The plucky Sherman, never a perfect tank, was produced in numbers approaching 50,000 and was far better automotively. Also, our doctrine at the time never envisioned our tanks engaging their tanks. Rather, we saw tanks in an infantry support role. Tank destroyers, aircraft and artillery were supposed to deal with enemy tanks. But it sucks when the enemy doesn't use your playbook! But our trio of arty, TDs, and aircraft knocked out far more panzers than their tanks knocked out ours!
6. Code technology -- yea, still very secret. Let's just say that thanks to the ground work of the Polish military intelligence service and our vastly superior digital computing technology, the Nazi's never did anything important that we didn't know about with the exception of the Battle of the Bulge -- (radio blackout on their part because they thought just maybe we had something up our sleeves).
-- about cool German aircraft:
When your back is against the wall and you're running out of options, you will grasp at anything in desperation. Every scientist or engineer with a hair brained idea got funding from an even nuttier Hitler who was hoping for a satanic miracle that never came. Many of their ideas died on the drawing boards. A few were valid (V-2 rockets and the Me-262 jet). But were they good weapons? How many more conventional weapons could have been produced that might have delayed an Allied victory if vital production capacity had not been redirected to build rockets with horrible accuracy and relatively small warheads? The Brits flew the first jet in 1939, the US had a jet in 1941, but both nations understood that it would take too long to perfect the jet to make it worthwhile to go that route in wartime. Sure an Me-262 one-on-one was a tough opponent, but the reality was that there were 40 Mustangs to every Me-262... and his fuel consumption was horrendous, so he died sooner or later when he had to land to refuel. Their miracle subs were also full of bugs that would have prevented them from being serious threats in the Atlantic, not even considering the vast array of other Allied anti-sub technologies that stood against them!

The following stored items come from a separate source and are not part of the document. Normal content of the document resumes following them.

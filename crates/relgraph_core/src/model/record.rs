//! Record: attribute overlay, lifecycle state and owned relationships.
//!
//! # Responsibility
//! - Keep canonical attributes and local overrides apart.
//! - Own the relationship objects of one record, created on first access.
//!
//! # Invariants
//! - A local attribute equal to its canonical value is never stored.
//! - Rollback always targets the latest canonical values.

use crate::model::key::RecordKey;
use crate::model::lifecycle::LifecycleState;
use crate::relationship::Relationship;
use crate::schema::ResolvedRelationship;
use serde_json::Value;
use std::collections::BTreeMap;

/// One entity instance held by the identity map.
#[derive(Debug)]
pub struct Record {
    key: RecordKey,
    pub(crate) state: LifecycleState,
    pub(crate) saving: bool,
    pub(crate) last_error: Option<String>,
    canonical_attributes: BTreeMap<String, Value>,
    local_attributes: BTreeMap<String, Value>,
    relationships: BTreeMap<String, Relationship>,
    /// Record-level dirty flag last reported to observers.
    pub(crate) reported_dirty: bool,
}

impl Record {
    pub(crate) fn new(key: RecordKey) -> Self {
        Self {
            key,
            state: LifecycleState::Empty,
            saving: false,
            last_error: None,
            canonical_attributes: BTreeMap::new(),
            local_attributes: BTreeMap::new(),
            relationships: BTreeMap::new(),
            reported_dirty: false,
        }
    }

    pub fn key(&self) -> &RecordKey {
        &self.key
    }

    pub fn state(&self) -> LifecycleState {
        self.state
    }

    /// Whether a save is in flight.
    pub fn is_saving(&self) -> bool {
        self.saving
    }

    /// Reason recorded by the last failed save.
    pub fn last_error(&self) -> Option<&str> {
        self.last_error.as_deref()
    }

    /// Effective attribute value (local override, then canonical).
    pub fn attribute(&self, name: &str) -> Option<&Value> {
        self.local_attributes
            .get(name)
            .or_else(|| self.canonical_attributes.get(name))
    }

    pub fn canonical_attribute(&self, name: &str) -> Option<&Value> {
        self.canonical_attributes.get(name)
    }

    /// Effective attribute map.
    pub fn attributes(&self) -> BTreeMap<String, Value> {
        let mut merged = self.canonical_attributes.clone();
        merged.extend(
            self.local_attributes
                .iter()
                .map(|(name, value)| (name.clone(), value.clone())),
        );
        merged
    }

    /// Locally changed attributes as `name -> (canonical, local)`.
    pub fn changed_attributes(&self) -> BTreeMap<String, (Option<Value>, Value)> {
        self.local_attributes
            .iter()
            .map(|(name, value)| {
                (
                    name.clone(),
                    (self.canonical_attributes.get(name).cloned(), value.clone()),
                )
            })
            .collect()
    }

    pub fn has_dirty_attributes(&self) -> bool {
        !self.local_attributes.is_empty()
    }

    /// Relationship object for `field`, if it was ever accessed.
    pub fn relationship(&self, field: &str) -> Option<&Relationship> {
        self.relationships.get(field)
    }

    pub fn relationships(&self) -> impl Iterator<Item = (&str, &Relationship)> {
        self.relationships
            .iter()
            .map(|(field, rel)| (field.as_str(), rel))
    }

    pub fn has_dirty_relationships(&self) -> bool {
        self.relationships.values().any(Relationship::is_dirty)
    }

    /// Aggregated dirtiness: attributes, relationships, or an unsaved
    /// create/delete.
    pub fn is_dirty(&self) -> bool {
        self.has_dirty_attributes()
            || self.has_dirty_relationships()
            || matches!(
                self.state,
                LifecycleState::LoadedCreated | LifecycleState::DeletedUncommitted
            )
    }

    pub(crate) fn relationship_mut(&mut self, field: &str) -> Option<&mut Relationship> {
        self.relationships.get_mut(field)
    }

    /// Relationship object for `def`, created on first access.
    pub(crate) fn relationship_or_insert(&mut self, def: &ResolvedRelationship) -> &mut Relationship {
        self.relationships
            .entry(def.name.clone())
            .or_insert_with(|| Relationship::new(def.kind, def.is_async))
    }

    /// Drops every relationship object; pending fetch waiters are cancelled.
    pub(crate) fn clear_relationships(&mut self) -> Vec<String> {
        std::mem::take(&mut self.relationships).into_keys().collect()
    }

    pub(crate) fn relationship_fields(&self) -> Vec<String> {
        self.relationships.keys().cloned().collect()
    }

    /// Sets a local override. Returns whether the effective value changed.
    pub(crate) fn set_local_attribute(&mut self, name: &str, value: Value) -> bool {
        let changed = self.attribute(name) != Some(&value);
        if self.canonical_attributes.get(name) == Some(&value) {
            self.local_attributes.remove(name);
        } else {
            self.local_attributes.insert(name.to_string(), value);
        }
        changed
    }

    /// Sets a canonical value, dropping an override that now matches it.
    /// Returns whether the effective value changed.
    pub(crate) fn set_canonical_attribute(&mut self, name: &str, value: Value) -> bool {
        let before = self.attribute(name).cloned();
        if self.local_attributes.get(name) == Some(&value) {
            self.local_attributes.remove(name);
        }
        self.canonical_attributes.insert(name.to_string(), value);
        before.as_ref() != self.attribute(name)
    }

    /// Discards local overrides and returns the affected attribute names.
    pub(crate) fn rollback_attributes(&mut self) -> Vec<String> {
        std::mem::take(&mut self.local_attributes)
            .into_keys()
            .collect()
    }

    /// Promotes local overrides into canonical state.
    pub(crate) fn commit_attributes(&mut self) -> Vec<String> {
        let committed = std::mem::take(&mut self.local_attributes);
        let names = committed.keys().cloned().collect();
        self.canonical_attributes.extend(committed);
        names
    }
}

And if their wonder weapons had achieved Hitler's goal of prolonging the war even a few more months, what would it have brought the Germans? Well, we wouldn't be talking about Hiroshima and Nagasaki Day in August each year, but probably about the hell on earth that was a radioactive Berlin and Hamburg! Remember, those bombs were lovingly hand built with a German destination in mind...
Read, explore and learn from WWII history books written after 1990! Like Clay Blair's two volume set "Hitler's U-boat War."